What to produce: Check each line of the entries for "push" and report the ones that have it.
Available records Start Marker
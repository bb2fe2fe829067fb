//! Area overlap between rotated rectangles.

use kurbo::{Affine, Point, Rect, Size};

/// Corners of a `size` rectangle centered on `center` and rotated about it.
pub fn rotated_corners(center: Point, size: Size, rotation: f64) -> [Point; 4] {
    let rect = Rect::from_center_size(center, size);
    let rot = Affine::rotate_about(rotation, center);
    [
        rot * Point::new(rect.x0, rect.y0),
        rot * Point::new(rect.x1, rect.y0),
        rot * Point::new(rect.x1, rect.y1),
        rot * Point::new(rect.x0, rect.y1),
    ]
}

/// Signed shoelace area: positive for one winding, negative for the other.
fn signed_area(points: &[Point]) -> f64 {
    if points.len() < 3 {
        return 0.0;
    }
    let mut sum = 0.0;
    for (i, a) in points.iter().enumerate() {
        let b = points[(i + 1) % points.len()];
        sum += a.x * b.y - b.x * a.y;
    }
    sum / 2.0
}

/// Area enclosed by a simple polygon.
pub fn polygon_area(points: &[Point]) -> f64 {
    signed_area(points).abs()
}

/// Intersection of `subject` with the convex polygon `clip`
/// (Sutherland-Hodgman). Either winding is accepted for `clip`.
pub fn clip_polygon(subject: &[Point], clip: &[Point]) -> Vec<Point> {
    let winding = signed_area(clip).signum();
    if winding == 0.0 {
        return Vec::new();
    }

    let mut output = subject.to_vec();
    for (i, &edge_start) in clip.iter().enumerate() {
        if output.is_empty() {
            break;
        }
        let edge_end = clip[(i + 1) % clip.len()];
        let inside = |p: Point| {
            let edge = edge_end - edge_start;
            let rel = p - edge_start;
            edge.cross(rel) * winding >= 0.0
        };

        let input = std::mem::take(&mut output);
        for (j, &current) in input.iter().enumerate() {
            let previous = input[(j + input.len() - 1) % input.len()];
            match (inside(previous), inside(current)) {
                (true, true) => output.push(current),
                (true, false) => {
                    if let Some(p) = line_intersection(previous, current, edge_start, edge_end) {
                        output.push(p);
                    }
                }
                (false, true) => {
                    if let Some(p) = line_intersection(previous, current, edge_start, edge_end) {
                        output.push(p);
                    }
                    output.push(current);
                }
                (false, false) => {}
            }
        }
    }
    output
}

/// Intersection of segment `p0..p1` with the infinite line through `q0..q1`.
fn line_intersection(p0: Point, p1: Point, q0: Point, q1: Point) -> Option<Point> {
    let d = p1 - p0;
    let e = q1 - q0;
    let denom = d.cross(e);
    if denom.abs() < f64::EPSILON {
        return None;
    }
    let t = (q0 - p0).cross(e) / denom;
    Some(p0 + d * t)
}

/// Fraction of `this` polygon's area covered by `other`, in `[0, 1]`.
pub fn fraction_covered(this: &[Point], other: &[Point]) -> f64 {
    let area = polygon_area(this);
    if area <= 0.0 || !area.is_finite() {
        return 0.0;
    }
    let intersection = clip_polygon(this, other);
    if intersection.len() < 3 {
        return 0.0;
    }
    (polygon_area(&intersection) / area).clamp(0.0, 1.0)
}

#[cfg(test)]
mod tests {
    use super::*;
    use std::f64::consts::FRAC_PI_4;

    fn square(x: f64, y: f64, side: f64) -> [Point; 4] {
        rotated_corners(Point::new(x, y), Size::new(side, side), 0.0)
    }

    #[test]
    fn test_polygon_area() {
        assert!((polygon_area(&square(0.0, 0.0, 10.0)) - 100.0).abs() < 1e-9);
        assert_eq!(polygon_area(&[Point::ZERO, Point::new(1.0, 1.0)]), 0.0);
    }

    #[test]
    fn test_quarter_overlap() {
        let a = square(0.0, 0.0, 100.0);
        let b = square(50.0, 50.0, 100.0);
        assert!((fraction_covered(&a, &b) - 0.25).abs() < 1e-9);
    }

    #[test]
    fn test_identical_is_full() {
        let a = square(3.0, 4.0, 20.0);
        assert!((fraction_covered(&a, &a) - 1.0).abs() < 1e-9);
    }

    #[test]
    fn test_disjoint_is_zero() {
        let a = square(0.0, 0.0, 10.0);
        let b = square(100.0, 100.0, 10.0);
        assert_eq!(fraction_covered(&a, &b), 0.0);
    }

    #[test]
    fn test_rotated_diamond_inside_square() {
        // A square rotated 45 degrees inscribed in a larger square covers half of it.
        let outer = square(0.0, 0.0, 2.0);
        let side = 2.0 / 2f64.sqrt();
        let diamond = rotated_corners(Point::ZERO, Size::new(side, side), FRAC_PI_4);
        assert!((fraction_covered(&outer, &diamond) - 0.5).abs() < 1e-9);
        assert!((fraction_covered(&diamond, &outer) - 1.0).abs() < 1e-9);
    }

    #[test]
    fn test_clip_accepts_reversed_winding() {
        let a = square(0.0, 0.0, 100.0);
        let mut b = square(50.0, 50.0, 100.0);
        b.reverse();
        assert!((fraction_covered(&a, &b) - 0.25).abs() < 1e-9);
    }
}
//! JSON frame encoding.
//!
//! Frames are JSON arrays. Plain JSON cannot tell a set from a list or keep
//! a mapping distinct from an object, so set and mapping values travel as
//! tagged objects:
//!
//! ```json
//! {"dataType": "Set", "value": ["ada", "bo"]}
//! {"dataType": "Map", "value": [["grid", true], ["zoom", 2]]}
//! ```
//!
//! Decoders also accept the plain array / object forms.

use serde::de::DeserializeOwned;
use serde::{Deserialize, Deserializer, Serialize, Serializer};
use serde_json::{Map, Value};
use std::collections::HashSet;
use std::hash::Hash;

const SET_TAG: &str = "Set";
const MAP_TAG: &str = "Map";

#[derive(Serialize)]
struct TaggedRef<'a, T: ?Sized> {
    #[serde(rename = "dataType")]
    data_type: &'static str,
    value: &'a T,
}

#[derive(Deserialize)]
#[serde(untagged)]
enum Repr<T, P> {
    Tagged {
        #[serde(rename = "dataType")]
        data_type: String,
        value: T,
    },
    Plain(P),
}

/// `#[serde(with = "tagged_set")]` for `HashSet<T>` fields.
pub mod tagged_set {
    use super::*;
    use serde::de::Error as _;

    pub fn serialize<S, T>(set: &HashSet<T>, serializer: S) -> Result<S::Ok, S::Error>
    where
        S: Serializer,
        T: Serialize,
    {
        let value: Vec<&T> = set.iter().collect();
        TaggedRef {
            data_type: SET_TAG,
            value: &value,
        }
        .serialize(serializer)
    }

    pub fn deserialize<'de, D, T>(deserializer: D) -> Result<HashSet<T>, D::Error>
    where
        D: Deserializer<'de>,
        T: DeserializeOwned + Eq + Hash,
    {
        match Repr::<Vec<T>, Vec<T>>::deserialize(deserializer)? {
            Repr::Tagged { data_type, value } if data_type == SET_TAG => Ok(value.into_iter().collect()),
            Repr::Tagged { data_type, .. } => Err(D::Error::custom(format!(
                "expected a {SET_TAG}, found dataType {data_type}"
            ))),
            Repr::Plain(values) => Ok(values.into_iter().collect()),
        }
    }
}

/// `#[serde(with = "tagged_map")]` for ordered string-keyed mappings.
pub mod tagged_map {
    use super::*;
    use serde::de::Error as _;

    pub fn serialize<S>(map: &Map<String, Value>, serializer: S) -> Result<S::Ok, S::Error>
    where
        S: Serializer,
    {
        let entries: Vec<(&String, &Value)> = map.iter().collect();
        TaggedRef {
            data_type: MAP_TAG,
            value: &entries,
        }
        .serialize(serializer)
    }

    pub fn deserialize<'de, D>(deserializer: D) -> Result<Map<String, Value>, D::Error>
    where
        D: Deserializer<'de>,
    {
        match Repr::<Vec<(String, Value)>, Option<Map<String, Value>>>::deserialize(deserializer)? {
            Repr::Tagged { data_type, value } if data_type == MAP_TAG => Ok(value.into_iter().collect()),
            Repr::Tagged { data_type, .. } => Err(D::Error::custom(format!(
                "expected a {MAP_TAG}, found dataType {data_type}"
            ))),
            Repr::Plain(map) => Ok(map.unwrap_or_default()),
        }
    }
}

/// Player roster as it travels on the wire.
#[derive(Debug, Clone, Default, PartialEq, Eq, Serialize, Deserialize)]
pub struct TaggedSet(#[serde(with = "tagged_set")] pub HashSet<String>);

/// Settings mapping as it travels on the wire.
#[derive(Debug, Clone, Default, PartialEq, Serialize, Deserialize)]
pub struct TaggedMap(#[serde(with = "tagged_map")] pub Map<String, Value>);

/// Serialize a frame to text.
pub fn encode_frame(frame: &[Value]) -> Result<String, serde_json::Error> {
    serde_json::to_string(frame)
}

/// Parse text into a frame.
pub fn decode_frame(text: &str) -> Result<Vec<Value>, serde_json::Error> {
    serde_json::from_str(text)
}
Available records End Marker
Response for this exercise:
                (true, true) => output.push(current),
                        output.push(p);
                        output.push(p);
                    output.push(current);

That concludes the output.